Headline: Stroll isn’t sold on F1’s 2026 “brain games” era — Alonso either, unless it’s for wins
F1’s 2026 reset is coming with sharp elbows: shorter, narrower cars, a big swing toward electrical power and active aero that promises monster top speeds but far less cornering bite. Not everyone in the cockpit is thrilled.
Aston Martin’s Lance Stroll didn’t sugarcoat it when asked about the incoming package, which pulls the sport away from ground effect, drops total downforce by roughly 30%, and leans harder on hybrid deployment with both front and rear wings on the move.
“It’s a bit sad,” Stroll said, reflecting on how the new rules could feel behind the wheel. The target, in theory, is a nimbler car that’s quicker on the straights — he even floated the 400km/h figure — but slower in the turns. For a driver, that tilts the job away from the visceral high-grip push and toward energy micromanagement. And that, he admits, isn’t the same rush.
Managing deployment, planning passes, thinking three corners ahead — it’s set to become the rhythm of a lap in 2026. The power unit remains a 1.6-litre turbo V6, but the electrical side will punch far harder than now, with drivers taking a more active role in how it’s used. That means games of chess at 320km/h, and sometimes beyond.

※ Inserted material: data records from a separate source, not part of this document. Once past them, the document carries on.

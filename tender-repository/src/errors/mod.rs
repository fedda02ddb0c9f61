//! Error types for the tender repository.
//! Consolidates and re-exports error types related to tender storage operations.
mod tender;

pub use tender::TenderRepositoryError;
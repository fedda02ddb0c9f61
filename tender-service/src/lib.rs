// Library exports for tender-service
pub mod config;
pub mod models;
pub mod server;
pub mod storage;
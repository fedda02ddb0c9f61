//! Core types for tender notice storage.
//!
//! `TenderRecord` mirrors the `tenders` table: one auto-assigned id plus 45
//! optional text columns. Column names in the table (and JSON keys on export)
//! are the camelCase names of the original intake form, so the struct carries
//! `rename_all = "camelCase"` for both serde and sqlx, with an explicit
//! override for the one column (`buyerID`) that does not follow the pattern.
use serde::Serialize;

/// One tender notice row: system-assigned identifier plus the full field set
/// collected by the submission form. All text fields are optional; absent
/// form fields are stored as NULL.
#[derive(Debug, Clone, Default, PartialEq, Eq, Serialize, sqlx::FromRow)]
#[serde(rename_all = "camelCase")]
#[sqlx(rename_all = "camelCase")]
pub struct TenderRecord {
    /// Auto-increment primary key; `None` until the row is inserted.
    pub id: Option<i64>,

    // Notice metadata. The first eight fields form the identity subset used
    // for duplicate detection (see `TenderIdentity`).
    pub notice_type: Option<String>,
    pub notice_contract_type: Option<String>,
    pub tender_number: Option<String>,
    pub notice_language: Option<String>,
    pub subject_local: Option<String>,
    pub subject_english: Option<String>,
    pub quantity: Option<String>,
    pub tender_description: Option<String>,
    pub notice_text: Option<String>,
    pub notice_url: Option<String>,
    pub eligibility_of_bidders: Option<String>,
    pub procurement_method: Option<String>,
    pub issue_date: Option<String>,
    pub opening_date: Option<String>,
    pub closing_date: Option<String>,
    pub currency: Option<String>,
    pub estimated_amount: Option<String>,
    pub contract_duration: Option<String>,

    // Buyer and contact information.
    #[serde(rename = "buyerID")]
    #[sqlx(rename = "buyerID")]
    pub buyer_id: Option<String>,
    pub buyer_name: Option<String>,
    pub contact_name: Option<String>,
    pub address: Option<String>,
    pub city: Option<String>,
    pub country: Option<String>,
    pub state: Option<String>,
    pub phone: Option<String>,
    pub fax: Option<String>,
    pub email: Option<String>,
    pub url: Option<String>,
    pub performance_country: Option<String>,
    pub performance_state: Option<String>,

    // Award information.
    pub award_date: Option<String>,
    pub award_company_name: Option<String>,
    pub award_company_address: Option<String>,
    pub award_country: Option<String>,
    pub award_state: Option<String>,
    pub contract_duration_award: Option<String>,
    pub initial_estimated_value: Option<String>,
    pub currency_award: Option<String>,
    pub final_value: Option<String>,

    // Funding information.
    pub source_of_funds: Option<String>,
    pub funding_agency: Option<String>,
    pub project_name: Option<String>,
    pub cpv_codes: Option<String>,
    pub original_link_or_data_id: Option<String>,

    /// Stored filename of the uploaded document, or `None` when the
    /// submission carried no file.
    pub docs_upload: Option<String>,
}

impl TenderRecord {
    /// Extracts the identity subset used for duplicate detection.
    pub fn identity(&self) -> TenderIdentity<'_> {
        TenderIdentity {
            notice_type: self.notice_type.as_deref(),
            notice_contract_type: self.notice_contract_type.as_deref(),
            tender_number: self.tender_number.as_deref(),
            notice_language: self.notice_language.as_deref(),
            subject_local: self.subject_local.as_deref(),
            subject_english: self.subject_english.as_deref(),
            quantity: self.quantity.as_deref(),
            tender_description: self.tender_description.as_deref(),
        }
    }
}

/// The eight-field subset that defines duplicate equivalence between tender
/// records. Two submissions with identical values across all eight fields
/// (NULL compares equal to NULL) describe the same notice, regardless of any
/// differences in the remaining fields.
#[derive(Debug, Clone, Copy, PartialEq, Eq)]
pub struct TenderIdentity<'a> {
    pub notice_type: Option<&'a str>,
    pub notice_contract_type: Option<&'a str>,
    pub tender_number: Option<&'a str>,
    pub notice_language: Option<&'a str>,
    pub subject_local: Option<&'a str>,
    pub subject_english: Option<&'a str>,
    pub quantity: Option<&'a str>,
    pub tender_description: Option<&'a str>,
}

/// Result of a submission: either a new row was inserted and assigned an id,
/// or an existing row with the same identity fields already exists and the
/// submission was rejected.
#[derive(Debug, Clone, Copy, PartialEq, Eq)]
pub enum SubmitOutcome {
    Inserted { id: i64 },
    Duplicate,
}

“It’s not what you want as a racing driver,” Stroll said of the balance shifting toward battery strategy over pure car-on-rails commitment. He’s echoed plenty of peers there. Esteban Ocon has even likened the feel to jumping from an F1 car to a rally car, such is the swing in driving style that’s expected.
Still, Stroll added a caveat only a competitor would: if his AMR26 ends up the class of the field, nobody in green will be pining for the old days. “If we’re in Melbourne and we’re super quick, and everyone else is still behind us in the mirrors… it’s going to be a nice car to drive. So it’s all relative.”
Fernando Alonso, ever the chess player in traffic and still leading Aston Martin’s line in 2025, sees the same trade-off coming. With drivers set to wield more control over when and where to deploy electrical energy, he expects more variability — “unexpected results,” as he put it — depending on who nails the timing and who doesn’t. But that doesn’t mean he wants F1 to become a mental marathon for a mid-pack finish.
You can survive Sundays right now by defending cleverly — we’ve seen him do it — but the two-time World Champion’s preference is crystal clear. He’d rather not have to “use [his] brain 200%” just to nick P7 or P6. Give him raw pace and a 20-second win any day.
There’s a wider tension here F1 hasn’t quite resolved: the sport wants higher top speeds and more active tools to reduce drag on the straights, but it’s also dialing back the aerodynamic grip that’s made modern cars bullet trains in fast corners. The result could be breathtaking velocity down the main straight, followed by more movement — and more thinking — through the turns. From the outside, the spectacle might be compelling. From the cockpit, especially for drivers who live for high-downforce commitment, it’s a different thrill.
Aston Martin has been deep in the simulator on its 2026 project, and Stroll’s comments hint at what’s been filtering back to the paddock: the cars will be busy, and drivers will be too. The promise of active aerodynamics is that following should improve and drag drops when you need it. The catch is you’ll be juggling deployment patterns, aero states and tire life while fighting a car that simply has less grip.
Maybe that’s why the tone across the grid sits somewhere between curiosity and caution. If 2026 rewards the sharpest software, smartest energy models and the bravest drivers in low-grip corners, the best outfits will adapt and thrive. If it devolves into lift-and-coast with long straight-line bursts and conservative cornering, expect more grumbling.
As ever in F1, the debate fades quickly when you’re winning. For now, Stroll and Alonso have laid out the driver’s-eye view: fewer superhero cornering moments, more headspace spent on harvest and spend. It might produce drama. It might produce frustration. It’ll certainly produce a different kind of racing — and a different kind of satisfaction.